Then the next day, it rains blood and ash and a bullet grazes along Jensen’s thigh, Cougar grabbing his rifle and vaulting to the edge of a metal shack to shoot the man about to cut Pooch’s throat, to take down the other man about to put a knife in Jensen’s belly.

I’m so glad neither of us had to die, and in the back of a busted Jeep Pooch begged into working, Jensen grins sloppily at him, trying slurred phrases Cougar thinks Jensen thinks are Spanish. 

Cougar curls over him, to hold Jensen’s body still on the cow path of a road, and when Jensen puts fingers to his mouth, he realizes he’s praying and cursing in some sort of blasphemous mixture.

Clay shakes his head, hand on Jensen’s ankle to hold his leg. 

“He’s fine,” Roque says, voice deep, as he ties cloth around Jensen’s thigh. “I’ll bet he’ll even show you his scar.”
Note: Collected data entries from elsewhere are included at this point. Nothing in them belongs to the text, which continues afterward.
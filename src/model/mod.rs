//! In-memory package object model.
//!
//! The aggregate root is [`InformationPackage`]; everything it owns has
//! already passed existence and checksum validation. Anything that failed
//! resolution exists only as an entry in the package's
//! [`ValidationReport`](crate::report::ValidationReport).

pub mod agent;
pub mod content_type;
pub mod file;
pub mod metadata;
pub mod metadata_type;

use std::fmt;
use std::path::{Path, PathBuf};

use chrono::{DateTime, Utc};

use crate::report::ValidationReport;

pub use agent::{AgentType, IPAgent};
pub use content_type::{ContentType, ContentTypeKind, IPStatus, IPType};
pub use file::IPFile;
pub use metadata::{DescriptiveMetadata, MetadataRecord};
pub use metadata_type::{MetadataCategory, MetadataType};

/// Status of one representation relative to the original submission.
#[derive(Debug, Clone, PartialEq, Eq)]
pub struct RepresentationStatus {
    name: String,
}

impl RepresentationStatus {
    pub const ORIGINAL: &'static str = "ORIGINAL";
    pub const NORMALIZED: &'static str = "NORMALIZED";

    pub fn original() -> Self {
        Self {
            name: Self::ORIGINAL.to_string(),
        }
    }

    pub fn normalized() -> Self {
        Self {
            name: Self::NORMALIZED.to_string(),
        }
    }

    /// Any free-text status is preserved verbatim; an absent one means
    /// ORIGINAL.
    pub fn parse(raw: Option<&str>) -> Self {
        match raw.map(str::trim) {
            Some(s) if !s.is_empty() => Self {
                name: s.to_string(),
            },
            _ => Self::original(),
        }
    }

    pub fn as_str(&self) -> &str {
        &self.name
    }
}

impl Default for RepresentationStatus {
    fn default() -> Self {
        Self::original()
    }
}

impl fmt::Display for RepresentationStatus {
    fn fmt(&self, f: &mut fmt::Formatter<'_>) -> fmt::Result {
        f.write_str(&self.name)
    }
}

/// One version/rendition of the package's content, with its own files and
/// metadata.
#[derive(Debug, Clone, Default)]
pub struct Representation {
    representation_id: String,
    object_id: String,
    content_type: ContentType,
    status: RepresentationStatus,
    agents: Vec<IPAgent>,
    descriptive_metadata: Vec<DescriptiveMetadata>,
    preservation_metadata: Vec<MetadataRecord>,
    other_metadata: Vec<MetadataRecord>,
    data: Vec<IPFile>,
    schemas: Vec<IPFile>,
    documentation: Vec<IPFile>,
}

impl Representation {
    pub fn new(representation_id: impl Into<String>) -> Self {
        let id = representation_id.into();
        Self {
            object_id: id.clone(),
            representation_id: id,
            ..Default::default()
        }
    }

    pub fn representation_id(&self) -> &str {
        &self.representation_id
    }

    pub fn object_id(&self) -> &str {
        &self.object_id
    }

    pub fn set_object_id(&mut self, object_id: impl Into<String>) {
        self.object_id = object_id.into();
    }

    pub fn content_type(&self) -> &ContentType {
        &self.content_type
    }

    pub fn set_content_type(&mut self, content_type: ContentType) {
        self.content_type = content_type;
    }

    pub fn status(&self) -> &RepresentationStatus {
        &self.status
    }

    pub fn set_status(&mut self, status: RepresentationStatus) {
        self.status = status;
    }

    pub fn agents(&self) -> &[IPAgent] {
        &self.agents
    }

    pub fn add_agent(&mut self, agent: IPAgent) {
        self.agents.push(agent);
    }

    pub fn descriptive_metadata(&self) -> &[DescriptiveMetadata] {
        &self.descriptive_metadata
    }

    pub fn add_descriptive_metadata(&mut self, metadata: DescriptiveMetadata) {
        self.descriptive_metadata.push(metadata);
    }

    pub fn preservation_metadata(&self) -> &[MetadataRecord] {
        &self.preservation_metadata
    }

    pub fn add_preservation_metadata(&mut self, metadata: MetadataRecord) {
        self.preservation_metadata.push(metadata);
    }

    pub fn other_metadata(&self) -> &[MetadataRecord] {
        &self.other_metadata
    }

    pub fn add_other_metadata(&mut self, metadata: MetadataRecord) {
        self.other_metadata.push(metadata);
    }

    pub fn data(&self) -> &[IPFile] {
        &self.data
    }

    pub fn add_file(&mut self, file: IPFile) {
        self.data.push(file);
    }

    pub fn schemas(&self) -> &[IPFile] {
        &self.schemas
    }

    pub fn add_schema(&mut self, file: IPFile) {
        self.schemas.push(file);
    }

    pub fn documentation(&self) -> &[IPFile] {
        &self.documentation
    }

    pub fn add_documentation(&mut self, file: IPFile) {
        self.documentation.push(file);
    }
}

/// Root aggregate for one information package.
#[derive(Debug)]
pub struct InformationPackage {
    ids: Vec<String>,
    ip_type: IPType,
    content_type: ContentType,
    status: IPStatus,
    description: Option<String>,
    create_date: Option<DateTime<Utc>>,
    modification_date: Option<DateTime<Utc>>,
    agents: Vec<IPAgent>,
    descriptive_metadata: Vec<DescriptiveMetadata>,
    preservation_metadata: Vec<MetadataRecord>,
    other_metadata: Vec<MetadataRecord>,
    representations: Vec<Representation>,
    schemas: Vec<IPFile>,
    documentation: Vec<IPFile>,
    /// Populated for the archival role only.
    submissions: Vec<IPFile>,
    ancestors: Vec<String>,
    base_path: Option<PathBuf>,
    report: ValidationReport,
}

impl InformationPackage {
    pub fn new(ip_type: IPType, id: impl Into<String>, content_type: ContentType) -> Self {
        Self {
            ids: vec![id.into()],
            ip_type,
            content_type,
            status: IPStatus::New,
            description: None,
            create_date: Some(Utc::now()),
            modification_date: None,
            agents: Vec::new(),
            descriptive_metadata: Vec::new(),
            preservation_metadata: Vec::new(),
            other_metadata: Vec::new(),
            representations: Vec::new(),
            schemas: Vec::new(),
            documentation: Vec::new(),
            submissions: Vec::new(),
            ancestors: Vec::new(),
            base_path: None,
            report: ValidationReport::new(),
        }
    }

    /// First external identifier.
    pub fn id(&self) -> &str {
        self.ids.first().map(String::as_str).unwrap_or_default()
    }

    pub fn ids(&self) -> &[String] {
        &self.ids
    }

    pub fn set_ids(&mut self, ids: Vec<String>) {
        self.ids = ids;
    }

    pub fn ip_type(&self) -> IPType {
        self.ip_type
    }

    pub fn content_type(&self) -> &ContentType {
        &self.content_type
    }

    pub fn set_content_type(&mut self, content_type: ContentType) {
        self.content_type = content_type;
    }

    pub fn status(&self) -> IPStatus {
        self.status
    }

    pub fn set_status(&mut self, status: IPStatus) {
        self.status = status;
    }

    pub fn description(&self) -> Option<&str> {
        self.description.as_deref()
    }

    pub fn set_description(&mut self, description: impl Into<String>) {
        self.description = Some(description.into());
    }

    pub fn create_date(&self) -> Option<DateTime<Utc>> {
        self.create_date
    }

    pub fn set_create_date(&mut self, date: Option<DateTime<Utc>>) {
        self.create_date = date;
    }

    pub fn modification_date(&self) -> Option<DateTime<Utc>> {
        self.modification_date
    }

    pub fn set_modification_date(&mut self, date: Option<DateTime<Utc>>) {
        self.modification_date = date;
    }

    pub fn agents(&self) -> &[IPAgent] {
        &self.agents
    }

    pub fn add_agent(&mut self, agent: IPAgent) {
        self.agents.push(agent);
    }

    pub fn descriptive_metadata(&self) -> &[DescriptiveMetadata] {
        &self.descriptive_metadata
    }

    pub fn add_descriptive_metadata(&mut self, metadata: DescriptiveMetadata) {
        self.descriptive_metadata.push(metadata);
    }

    pub fn preservation_metadata(&self) -> &[MetadataRecord] {
        &self.preservation_metadata
    }

    pub fn add_preservation_metadata(&mut self, metadata: MetadataRecord) {
        self.preservation_metadata.push(metadata);
    }

    pub fn other_metadata(&self) -> &[MetadataRecord] {
        &self.other_metadata
    }

    pub fn add_other_metadata(&mut self, metadata: MetadataRecord) {
        self.other_metadata.push(metadata);
    }

    pub fn representations(&self) -> &[Representation] {
        &self.representations
    }

    pub fn add_representation(&mut self, representation: Representation) {
        self.representations.push(representation);
    }

    /// Whether a representation with this identifier is already present.
    pub fn has_representation(&self, representation_id: &str) -> bool {
        self.representations
            .iter()
            .any(|r| r.representation_id() == representation_id)
    }

    pub fn schemas(&self) -> &[IPFile] {
        &self.schemas
    }

    pub fn add_schema(&mut self, file: IPFile) {
        self.schemas.push(file);
    }

    pub fn documentation(&self) -> &[IPFile] {
        &self.documentation
    }

    pub fn add_documentation(&mut self, file: IPFile) {
        self.documentation.push(file);
    }

    pub fn submissions(&self) -> &[IPFile] {
        &self.submissions
    }

    /// Submission files only exist for the archival role.
    pub fn add_submission(&mut self, file: IPFile) {
        debug_assert_eq!(self.ip_type, IPType::Aip);
        self.submissions.push(file);
    }

    pub fn ancestors(&self) -> &[String] {
        &self.ancestors
    }

    pub fn set_ancestors(&mut self, ancestors: Vec<String>) {
        self.ancestors = ancestors;
    }

    pub fn base_path(&self) -> Option<&Path> {
        self.base_path.as_deref()
    }

    pub fn set_base_path(&mut self, base_path: impl Into<PathBuf>) {
        self.base_path = Some(base_path.into());
    }

    pub fn validation_report(&self) -> &ValidationReport {
        &self.report
    }

    /// Hand the report over when the pipeline that produced it finishes.
    pub(crate) fn set_validation_report(&mut self, report: ValidationReport) {
        self.report = report;
    }
}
I’m so glad neither of us had to die.

“Just another day in paradise,” Jensen says. His hand slips to Cougar’s chest, over the tattoo, the thorns protecting the heart.

“Bullseye,” Cougar says.

**Author's Note:**

> I know who to blame and she knows it too. I'm rusty, so apologies everywhere. Title from CCR. If you'd like, you can leave a comment at my LJ [here.](http://bashfulbetty.livejournal.com/6767.html)


End file.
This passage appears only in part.